By 1879 there remained little purpose in a Carlisle military post, so it was turned into an Indian Industrial School, a couple of miles East of Dickinson College. After the Civil War, the nation lost its taste for exterminating Indians and turned to the idea of removing Indian boys from their families in order to assimilate them to white customs. Unfortunately, this did not work very well, and in fact, nothing worked very well. There are over 340 Indian languages from Eskimo to Aztec, but there is no record of any tribe allowing itself to be assimilated. The Spanish tried slavery, the French tried intermarriage, and the Americans tried persuasion and reasonableness. Eventually, we gave up and isolated them on reservations, but not before a wide-spread attempt was made to isolate Indian boys in boarding schools, hoping to remove them from tribal influences. That didn't work, either, but it was being attempted at Carlisle in the late 19th century. Interestingly, Carlisle is named after the family of the Earl of Carlisle, who was sent by Lord North after the disastrous British defeat at Saratoga, in order to see if the colonists might still be interested in Taxation with Representation. We weren't, so the Revolutionary War dragged on for another six years. Somehow, when war fever captures countries, small victories seems to close minds to what they had been originally fighting over. If the War College has time for another lesson, I suggest they add that one to their curriculum.
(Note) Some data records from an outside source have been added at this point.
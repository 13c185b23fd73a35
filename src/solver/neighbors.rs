//! One-step neighbor enumeration
//!
//! Scans the whole dictionary for words exactly one position away, skipping
//! words the caller has already used on its current path.

use crate::core::{Word, is_neighbor};
use crate::dictionary::{Dictionary, DictionaryError};
use rayon::prelude::*;

/// Find every dictionary word at distance 1 from `word` that is not excluded
///
/// Results come back in dictionary order. In-memory dictionaries are scanned
/// in parallel; the ordering is the same either way.
///
/// # Errors
///
/// Returns `DictionaryError` if the dictionary cannot be read.
///
/// # Examples
/// ```
/// use word_ladder::dictionary::WordList;
/// use word_ladder::solver::neighbors;
///
/// let dict = WordList::from_slice(&["cat", "cot", "bat", "dog"]);
/// let found = neighbors(&dict, "cat", |w| w == "bat").unwrap();
///
/// let texts: Vec<&str> = found.iter().map(|w| w.text()).collect();
/// assert_eq!(texts, ["cot"]);
/// ```
pub fn neighbors<D, F>(
    dictionary: &D,
    word: &str,
    is_excluded: F,
) -> Result<Vec<Word>, DictionaryError>
where
    D: Dictionary,
    F: Fn(&str) -> bool + Sync,
{
    if let Some(words) = dictionary.as_slice() {
        return Ok(words
            .par_iter()
            .filter(|candidate| {
                is_neighbor(word, candidate.text()) && !is_excluded(candidate.text())
            })
            .cloned()
            .collect());
    }

    let mut found = Vec::new();
    dictionary.scan(|candidate| {
        if is_neighbor(word, candidate.text()) && !is_excluded(candidate.text()) {
            found.push(candidate.clone());
        }
    })?;
    Ok(found)
}

#[cfg(test)]
mod tests {
    use super::*;
    use crate::core::distance;
    use crate::dictionary::{FileDictionary, WordList};
    use rustc_hash::FxHashSet;

    fn texts(words: &[Word]) -> Vec<&str> {
        words.iter().map(Word::text).collect()
    }

    #[test]
    fn finds_one_position_changes() {
        let dict = WordList::from_slice(&["cat", "cot", "cog", "dog", "bat", "cats", "at"]);
        let found = neighbors(&dict, "cat", |_| false).unwrap();

        // "cats" adds a trailing position, which counts as a single difference
        assert_eq!(texts(&found), ["cot", "bat", "cats"]);
        assert!(found.iter().all(|w| distance("cat", w.text()) == 1));
    }

    #[test]
    fn excludes_path_words() {
        let dict = WordList::from_slice(&["cat", "cot", "bat", "hat"]);
        let path: FxHashSet<&str> = ["cot", "hat"].into_iter().collect();

        let found = neighbors(&dict, "cat", |w| path.contains(w)).unwrap();
        assert_eq!(texts(&found), ["bat"]);
    }

    #[test]
    fn word_is_never_its_own_neighbor() {
        let dict = WordList::from_slice(&["cat"]);
        assert!(neighbors(&dict, "cat", |_| false).unwrap().is_empty());
    }

    #[test]
    fn case_counts_as_a_difference() {
        let dict = WordList::from_slice(&["Cat", "cAt", "CAT"]);
        let found = neighbors(&dict, "cat", |_| false).unwrap();
        assert_eq!(texts(&found), ["Cat", "cAt"]);
    }

    #[test]
    fn streaming_and_in_memory_agree() {
        let entries = ["cold", "cord", "card", "ward", "warm", "cole", "bold", "colt"];
        let path = std::env::temp_dir().join(format!(
            "word_ladder_neighbors_{}.txt",
            std::process::id()
        ));
        std::fs::write(&path, entries.join("\n")).unwrap();

        let memory = WordList::from_slice(&entries);
        let stream = FileDictionary::new(&path);

        let from_memory = neighbors(&memory, "cold", |w| w == "bold").unwrap();
        let from_stream = neighbors(&stream, "cold", |w| w == "bold").unwrap();
        std::fs::remove_file(&path).unwrap();

        assert_eq!(from_memory, from_stream);
        assert_eq!(texts(&from_memory), ["cord", "cole", "colt"]);
    }
}
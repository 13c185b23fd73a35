//! Word Ladder
//!
//! Finds chains of dictionary words where each step changes exactly one
//! character position, using either a memoized depth-first search or a greedy
//! hill climb.
//!
//! # Quick Start
//!
//! ```rust
//! use word_ladder::commands::{LadderConfig, LadderOutcome, run_ladder};
//! use word_ladder::dictionary::WordList;
//! use word_ladder::solver::SilentObserver;
//!
//! let dict = WordList::from_slice(&["cat", "cot", "cog", "dog"]);
//! let config = LadderConfig::new("cat".to_string(), "dog".to_string());
//!
//! let report = run_ladder(&config, &dict, &mut SilentObserver).unwrap();
//! if let LadderOutcome::Found(path) = report.outcome {
//!     assert_eq!(path.len(), 4);
//! }
//! ```

// Core domain types
pub mod core;

// Search algorithms
pub mod solver;

// Word lists
pub mod dictionary;

// Command implementations
pub mod commands;

// Terminal output formatting
pub mod output;
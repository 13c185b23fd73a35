//! Terminal output formatting
//!
//! Display utilities for search progress and results.

pub mod display;
pub mod formatters;
pub mod reporter;

pub use display::{print_ladder_report, print_path};
pub use reporter::ConsoleReporter;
Before going back to the origins of the Army War College, we should salute the momentous football game of 1912, between the West Point cadets who included Dwight Eisenhower, and the Carlisle Indian School team which included Jim Thorpe. Thorpe was a member of an Oklahoma Indian tribe, but in many ways has been regarded as the best all-around American athlete in history. Eisenhower was pretty good, too, but Carlisle won the game.

{top quote}
To raise and support Armies, but no Appropriation of Money to that Use shall be for a longer Term than two Years; To provide and maintain a Navy; {bottom quote}
Constitution, Article 1, section 8
The Army War College was not started here, but at Fort McNair in Washington, DC, as a result of President McKinley's disappointment with officer performance in the Spanish American War. The school was moved to Carlisle in 1951, into what looks like a pretty little country college campus. Whether President Eisenhower had anything to do with moving it to Carlisle is unclear, but it certainly sounds plausible. The school now has 325 students, mostly from the Army, but includes about 75 officers of a Lt. Col. equivalent, drawn from the Navy, Marines, Air Force and Coast Guard. There are another 70 or so "fellows" from various foreign countries, not yet including either Russia or China. Most of these foreign fellows have their way paid for them by their countries, but about a quarter of them come from countries so small and impoverished that their way is paid by the USA. This intermingling is generally agreed to be a beneficial thing, particularly in later years when many of them reach command rank in their countries. Meanwhile, the other American services still have their own war colleges, which include a minority of students from the Army. It's hard to know whether this overlap is a transition step in the direction of consolidating the Armed Forces entirely, or whether the present service divisions are considered to be permanent, therefore requiring permanently separate schools of command. These are vitally important issues within the armed services, even though the rest of us tend to regard talk of cutting the defense budget to the bone, as mainly political theater. President Thomas Jefferson tried that once, and we nearly lost the War of 1812 because of it. Or, stated more precisely, we did lose the War of 1812, but Napoleon diverted Great Britain's attention so much the British lost interest in the American nuisance and was glad to sign a peace treaty with us. (General Jackson won the Battle of New Orleans after the peace treaty had been signed.) Because of wariness of "standing armies" by the Founding Fathers who were shaking off European ideas of rule by the aristocracy, the Constitution speaks of "raising" an Army, but "maintaining" a Navy. So the Army tends to feel more threatened by budget cuts than the Navy does, even though it's awfully expensive to build an aircraft carrier.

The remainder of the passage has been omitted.